Informacoes sobre ordens
| Nome do Produto | Numero de Catalogo | UNID | Preco | Qde | FAVORITOS | |
HMG-1/HMGB1 Plasmídeo duplo de Nickase (h) | sc-400735-NIC | 20 µg | $410.00 | |||
HMG-1/HMGB1 Plasmídeo duplo de Nickase (h2) | sc-400735-NIC-2 | 20 µg | $410.00 |
HMGB1 (HMG-1) codifica uma proteína de ligação ao DNA associada à cromatina, altamente conservada, que curva o DNA e organiza complexos nucleoproteicos, influenciando a transcrição, a replicação, a recombinação e o reparo do DNA. No núcleo, a HMGB1 participa de vias de estabilidade do genoma, incluindo o reparo por excisão de bases e respostas a quebras de dupla fita, enquanto sua liberação extracelular pode funcionar como um padrão molecular associado a dano (DAMP) que modula a sinalização imune inata. Por meio de interações com receptores como RAGE e TLRs, a HMGB1 conecta o estresse celular a programas inflamatórios que moldam microambientes tumorais e respostas a lesão tecidual. A atividade e a localização desreguladas da HMGB1 têm sido associadas à biologia do câncer, à autoimunidade e à patologia inflamatória, sustentando seu uso como um nó mecanístico em estudos de dinâmica da cromatina e imunometabolismo.

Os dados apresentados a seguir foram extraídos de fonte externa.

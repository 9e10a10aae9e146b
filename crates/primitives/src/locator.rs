use bitcoin::BlockHash;
use serde::{Deserialize, Serialize};

use crate::Height;

/// `(height, hash, prev_hash)` plus whatever extra header fields callers need.
/// Ordered along the best chain; forks are resolved by the chain view against
/// a [`Locator`].
#[derive(Clone, Copy, Debug, Eq, PartialEq, Serialize, Deserialize)]
pub struct ChainedHeader {
    pub height: Height,
    pub hash: BlockHash,
    pub prev_hash: BlockHash,
    /// Block timestamp, as recorded in the header.
    pub time: u32,
}

impl ChainedHeader {
    pub fn new(height: Height, hash: BlockHash, prev_hash: BlockHash, time: u32) -> Self {
        Self {
            height,
            hash,
            prev_hash,
            time,
        }
    }
}

/// A compact, exponentially thinning list of block hashes from a tip backward,
/// used to locate the most recent common ancestor with the current chain.
///
/// Entries are ordered tip-first. Stride between consecutive entries doubles
/// after the first 10, matching the convention used by Bitcoin-family chain
/// clients: this is the only construction that lets `find_fork` give a useful
/// answer against an arbitrarily deep reorg without walking the whole chain.
#[derive(Clone, Debug, Eq, PartialEq, Serialize, Deserialize)]
pub struct Locator {
    /// Hashes from tip backward, most recent first.
    pub hashes: Vec<BlockHash>,
    /// Height of `hashes[0]`, i.e. the locator's tip.
    pub tip_height: Height,
}

impl Locator {
    /// Builds a locator by walking `tip` backward through `parent_of`, which
    /// returns the `(height, hash)` of the header preceding the given height,
    /// or `None` at genesis.
    pub fn build(tip: ChainedHeader, mut header_at: impl FnMut(Height) -> Option<BlockHash>) -> Self {
        let mut hashes = vec![tip.hash];
        let mut height = tip.height;
        let mut step: u64 = 1;
        let mut collected = 1usize;

        loop {
            if height == 0 {
                break;
            }
            let step_down = step.min(height);
            height -= step_down;

            match header_at(height) {
                Some(hash) => hashes.push(hash),
                None => break,
            }

            collected += 1;
            if collected > 10 {
                step *= 2;
            }
        }

        Self {
            hashes,
            tip_height: tip.height,
        }
    }

    /// A locator with a single entry, used when `ignore_checkpoints` forces a
    /// synthetic starting point at a configured height rather than one loaded
    /// from storage.
    pub fn synthetic(height: Height, hash: BlockHash) -> Self {
        Self {
            hashes: vec![hash],
            tip_height: height,
        }
    }

    pub fn tip_hash(&self) -> BlockHash {
        self.hashes[0]
    }
}

#[cfg(test)]
mod tests {
    use std::str::FromStr;

    use super::*;

    fn hash(n: u8) -> BlockHash {
        let mut bytes = [0u8; 32];
        bytes[0] = n;
        BlockHash::from_str(&hex::encode(bytes)).unwrap()
    }

    #[test]
    fn build_doubles_stride_after_ten_entries() {
        // A 40-height chain; header_at(h) just returns hash(h as u8).
        let tip = ChainedHeader::new(40, hash(40), hash(39), 0);
        let locator = Locator::build(tip, |h| Some(hash(h as u8)));

        // First ten steps go down by 1 each (heights 40..=30), then stride
        // doubles: 28, 24, 16, 0.
        let heights: Vec<u64> = locator
            .hashes
            .iter()
            .map(|h| {
                // reverse-engineer height from our synthetic hash scheme
                let bytes = h.as_ref() as &[u8];
                bytes[0] as u64
            })
            .collect();
        assert_eq!(heights[0], 40);
        assert_eq!(heights.last().copied(), Some(0));
        assert!(heights.windows(2).all(|w| w[0] > w[1] || w[1] == 0));
    }

    #[test]
    fn synthetic_locator_has_single_entry() {
        let loc = Locator::synthetic(500, hash(5));
        assert_eq!(loc.hashes.len(), 1);
        assert_eq!(loc.tip_height, 500);
        assert_eq!(loc.tip_hash(), hash(5));
    }

    #[test]
    fn serialize_round_trip_is_fixed_point() {
        let loc = Locator::synthetic(10, hash(1));
        let ser1 = serde_json::to_string(&loc).unwrap();
        let de: Locator = serde_json::from_str(&ser1).unwrap();
        let ser2 = serde_json::to_string(&de).unwrap();
        assert_eq!(ser1, ser2);
    }
}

HMG-1/HMGB1 O Plasmídeo de Nickase Dupla (h) consiste num par de plasmídeos combinados, concebidos para a edição de alta especificidade do locus HMGB1 em linhas celulares human. Cada plasmídeo expressa uma nickase Cas9 D10A e um sgRNA distinto que tem como alvo cadeias de ADN opostas dentro de HMGB1. Quando direcionadas para locais adjacentes em cadeias de ADN opostas, as duas nickases geram cortes deslocados numa única cadeia que, em conjunto, produzem uma quebra escalonada de cadeia dupla, exigindo uma atividade coordenada no alvo por parte de ambas as guias. A quebra de ADN resultante é resolvida por vias de reparação celular endógenas, mais frequentemente através da junção de extremidades não homólogas (NHEJ), levando a inserções ou deleções que perturbam a função HMGB1. Ao exigir o envolvimento de dois sgRNA no locus alvo, a abordagem de dupla nickase aumenta a especificidade da edição e fornece uma estratégia CRISPR complementar para aplicações em que se deseja um controlo adicional sobre a precisão do direcionamento.
Para apoiar a identificação eficiente das células editadas, um plasmídeo codifica GFP para visualização fluorescente das populações transfectadas, enquanto o plasmídeo complementar transporta um gene de resistência à puromicina para seleção antibiótica. Em conjunto, estas características apoiam o enriquecimento eficiente das populações co-transfectadas e simplificam a validação dos clones com HMGB1 interrompido.
Apenas para uso em investigação. Não se destina a uso diagnóstico ou terapêutico.